* [What to do]:
In the listing below, how many lines hold "cannot"? Give the number only.

* [Record extracts]:
************
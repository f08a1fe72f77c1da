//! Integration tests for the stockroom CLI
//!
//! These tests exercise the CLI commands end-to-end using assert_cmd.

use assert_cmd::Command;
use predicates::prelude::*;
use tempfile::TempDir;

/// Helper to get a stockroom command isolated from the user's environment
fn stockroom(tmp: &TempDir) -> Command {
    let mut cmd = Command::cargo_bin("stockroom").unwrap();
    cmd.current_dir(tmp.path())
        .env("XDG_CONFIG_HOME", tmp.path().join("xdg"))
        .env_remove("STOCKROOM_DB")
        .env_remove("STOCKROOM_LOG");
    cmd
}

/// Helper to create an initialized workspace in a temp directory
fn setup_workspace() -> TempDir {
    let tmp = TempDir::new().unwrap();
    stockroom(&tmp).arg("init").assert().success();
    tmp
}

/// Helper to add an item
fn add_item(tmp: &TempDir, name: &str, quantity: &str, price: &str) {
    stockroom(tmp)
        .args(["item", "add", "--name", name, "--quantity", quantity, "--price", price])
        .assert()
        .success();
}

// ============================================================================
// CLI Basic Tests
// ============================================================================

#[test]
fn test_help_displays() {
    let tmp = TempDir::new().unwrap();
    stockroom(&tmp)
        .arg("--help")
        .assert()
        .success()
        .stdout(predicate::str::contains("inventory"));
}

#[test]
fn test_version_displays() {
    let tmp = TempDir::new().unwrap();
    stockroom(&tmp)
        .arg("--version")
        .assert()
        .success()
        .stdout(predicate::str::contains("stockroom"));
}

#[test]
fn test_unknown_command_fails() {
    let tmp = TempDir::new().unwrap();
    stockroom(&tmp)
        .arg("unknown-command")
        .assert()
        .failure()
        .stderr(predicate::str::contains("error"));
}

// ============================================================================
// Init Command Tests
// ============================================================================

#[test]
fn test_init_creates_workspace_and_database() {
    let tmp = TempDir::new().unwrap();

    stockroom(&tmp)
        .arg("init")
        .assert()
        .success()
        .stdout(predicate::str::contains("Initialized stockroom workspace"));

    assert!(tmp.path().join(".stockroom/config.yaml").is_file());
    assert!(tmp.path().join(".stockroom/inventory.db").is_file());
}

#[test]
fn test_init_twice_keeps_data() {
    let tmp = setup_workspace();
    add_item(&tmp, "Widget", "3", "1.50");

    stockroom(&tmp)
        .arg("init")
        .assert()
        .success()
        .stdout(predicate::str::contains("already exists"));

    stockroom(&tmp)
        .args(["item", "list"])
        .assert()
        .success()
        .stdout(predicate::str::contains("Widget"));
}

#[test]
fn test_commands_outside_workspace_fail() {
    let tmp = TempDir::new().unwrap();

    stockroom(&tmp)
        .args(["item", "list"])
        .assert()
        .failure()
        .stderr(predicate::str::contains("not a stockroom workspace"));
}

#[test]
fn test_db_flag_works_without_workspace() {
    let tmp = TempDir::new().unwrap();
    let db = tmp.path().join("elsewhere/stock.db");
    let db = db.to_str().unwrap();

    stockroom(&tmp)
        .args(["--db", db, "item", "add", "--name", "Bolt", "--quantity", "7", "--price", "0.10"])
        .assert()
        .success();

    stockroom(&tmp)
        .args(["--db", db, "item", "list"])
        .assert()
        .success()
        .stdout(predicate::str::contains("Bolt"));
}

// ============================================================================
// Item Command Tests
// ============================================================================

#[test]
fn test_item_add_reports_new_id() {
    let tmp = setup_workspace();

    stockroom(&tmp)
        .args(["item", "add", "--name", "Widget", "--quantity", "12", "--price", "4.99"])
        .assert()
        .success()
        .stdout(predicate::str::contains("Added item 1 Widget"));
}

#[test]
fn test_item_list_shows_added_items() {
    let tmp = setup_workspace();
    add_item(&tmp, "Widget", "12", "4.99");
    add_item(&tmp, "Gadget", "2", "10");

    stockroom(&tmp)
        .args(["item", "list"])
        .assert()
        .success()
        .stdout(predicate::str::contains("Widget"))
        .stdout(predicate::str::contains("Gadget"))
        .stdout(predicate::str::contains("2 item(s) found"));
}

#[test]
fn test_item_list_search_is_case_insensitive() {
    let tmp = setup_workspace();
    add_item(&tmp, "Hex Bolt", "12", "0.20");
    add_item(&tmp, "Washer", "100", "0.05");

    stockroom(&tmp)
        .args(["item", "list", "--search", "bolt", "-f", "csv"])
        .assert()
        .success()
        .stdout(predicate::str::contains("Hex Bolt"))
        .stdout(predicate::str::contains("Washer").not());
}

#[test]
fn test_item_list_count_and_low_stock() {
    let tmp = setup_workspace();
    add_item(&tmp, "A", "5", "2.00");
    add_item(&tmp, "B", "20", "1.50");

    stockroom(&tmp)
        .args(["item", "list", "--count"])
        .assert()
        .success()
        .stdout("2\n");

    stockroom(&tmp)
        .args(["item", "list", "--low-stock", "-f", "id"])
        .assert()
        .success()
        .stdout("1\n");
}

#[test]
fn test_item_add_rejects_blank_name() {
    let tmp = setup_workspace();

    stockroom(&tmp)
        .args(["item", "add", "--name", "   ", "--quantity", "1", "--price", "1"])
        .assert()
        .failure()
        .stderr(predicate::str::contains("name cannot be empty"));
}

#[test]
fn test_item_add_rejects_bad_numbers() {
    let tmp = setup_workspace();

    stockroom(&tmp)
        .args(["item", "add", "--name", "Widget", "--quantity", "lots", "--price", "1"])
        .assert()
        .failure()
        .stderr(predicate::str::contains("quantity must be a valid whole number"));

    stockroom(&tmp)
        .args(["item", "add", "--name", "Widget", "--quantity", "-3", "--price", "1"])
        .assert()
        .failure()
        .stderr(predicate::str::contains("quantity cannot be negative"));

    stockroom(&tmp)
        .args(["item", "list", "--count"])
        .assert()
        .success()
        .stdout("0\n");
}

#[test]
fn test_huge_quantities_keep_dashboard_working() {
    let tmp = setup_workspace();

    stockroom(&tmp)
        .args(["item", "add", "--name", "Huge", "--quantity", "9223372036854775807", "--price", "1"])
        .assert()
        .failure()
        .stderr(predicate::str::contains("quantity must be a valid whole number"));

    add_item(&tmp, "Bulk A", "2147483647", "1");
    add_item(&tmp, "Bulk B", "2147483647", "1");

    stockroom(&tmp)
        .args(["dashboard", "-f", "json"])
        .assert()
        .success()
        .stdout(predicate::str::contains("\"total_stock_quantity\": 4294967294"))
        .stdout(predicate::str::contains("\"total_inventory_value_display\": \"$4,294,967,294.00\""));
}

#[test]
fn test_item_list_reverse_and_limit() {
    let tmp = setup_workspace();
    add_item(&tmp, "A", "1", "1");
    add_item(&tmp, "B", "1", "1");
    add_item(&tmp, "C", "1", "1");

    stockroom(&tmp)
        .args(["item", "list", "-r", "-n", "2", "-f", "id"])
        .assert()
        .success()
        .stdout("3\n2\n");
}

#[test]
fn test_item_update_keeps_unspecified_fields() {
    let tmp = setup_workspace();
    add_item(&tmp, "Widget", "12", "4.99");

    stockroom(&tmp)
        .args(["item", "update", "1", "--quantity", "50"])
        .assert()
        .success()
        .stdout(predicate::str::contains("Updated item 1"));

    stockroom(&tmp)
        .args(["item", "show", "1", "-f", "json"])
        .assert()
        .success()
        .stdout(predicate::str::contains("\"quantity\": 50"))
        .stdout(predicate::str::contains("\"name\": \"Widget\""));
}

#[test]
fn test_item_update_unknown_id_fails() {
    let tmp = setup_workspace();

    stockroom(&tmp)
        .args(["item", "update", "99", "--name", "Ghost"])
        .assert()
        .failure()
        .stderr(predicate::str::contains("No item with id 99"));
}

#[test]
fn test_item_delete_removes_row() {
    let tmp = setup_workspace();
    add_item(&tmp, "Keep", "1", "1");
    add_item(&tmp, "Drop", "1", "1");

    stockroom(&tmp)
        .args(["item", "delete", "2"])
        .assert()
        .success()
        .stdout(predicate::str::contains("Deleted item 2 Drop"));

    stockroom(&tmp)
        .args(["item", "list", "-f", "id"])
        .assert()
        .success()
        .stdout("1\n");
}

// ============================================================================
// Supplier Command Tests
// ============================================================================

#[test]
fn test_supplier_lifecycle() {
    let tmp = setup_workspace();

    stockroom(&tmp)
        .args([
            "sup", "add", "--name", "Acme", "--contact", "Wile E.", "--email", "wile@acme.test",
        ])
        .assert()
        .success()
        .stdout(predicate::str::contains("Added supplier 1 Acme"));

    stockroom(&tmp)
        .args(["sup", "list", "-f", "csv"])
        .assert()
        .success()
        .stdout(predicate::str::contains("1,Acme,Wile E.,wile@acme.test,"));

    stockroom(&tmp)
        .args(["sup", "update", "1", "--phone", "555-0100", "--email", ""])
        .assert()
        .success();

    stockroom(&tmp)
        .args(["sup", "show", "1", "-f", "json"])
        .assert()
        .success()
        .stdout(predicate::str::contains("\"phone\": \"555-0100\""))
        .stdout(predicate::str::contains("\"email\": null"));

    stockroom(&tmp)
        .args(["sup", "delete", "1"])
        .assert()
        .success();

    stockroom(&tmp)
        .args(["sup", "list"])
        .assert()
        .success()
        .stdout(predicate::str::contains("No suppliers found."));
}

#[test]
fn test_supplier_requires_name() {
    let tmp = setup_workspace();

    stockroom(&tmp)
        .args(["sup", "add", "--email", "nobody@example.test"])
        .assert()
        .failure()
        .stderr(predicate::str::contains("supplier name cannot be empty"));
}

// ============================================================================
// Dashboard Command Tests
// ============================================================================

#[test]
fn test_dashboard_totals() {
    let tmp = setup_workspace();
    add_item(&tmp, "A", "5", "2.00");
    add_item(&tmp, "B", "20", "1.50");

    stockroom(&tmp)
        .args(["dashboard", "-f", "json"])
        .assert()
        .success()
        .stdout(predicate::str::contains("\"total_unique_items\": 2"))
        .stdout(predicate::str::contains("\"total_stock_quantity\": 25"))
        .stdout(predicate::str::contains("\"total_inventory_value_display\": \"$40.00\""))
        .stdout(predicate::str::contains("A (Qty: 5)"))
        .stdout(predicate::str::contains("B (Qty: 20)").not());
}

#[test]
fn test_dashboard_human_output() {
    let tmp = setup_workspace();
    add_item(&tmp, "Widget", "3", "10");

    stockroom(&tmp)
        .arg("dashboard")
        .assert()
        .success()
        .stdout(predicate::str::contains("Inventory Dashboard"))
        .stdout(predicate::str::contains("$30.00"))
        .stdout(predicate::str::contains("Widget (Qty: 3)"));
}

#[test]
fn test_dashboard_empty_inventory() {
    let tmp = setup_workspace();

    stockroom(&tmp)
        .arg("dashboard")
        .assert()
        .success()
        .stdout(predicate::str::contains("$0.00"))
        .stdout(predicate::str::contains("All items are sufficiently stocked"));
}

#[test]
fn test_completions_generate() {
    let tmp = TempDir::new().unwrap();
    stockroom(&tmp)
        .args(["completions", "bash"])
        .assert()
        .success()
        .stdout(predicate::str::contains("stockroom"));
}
************
* [Solution to the exercise]:
3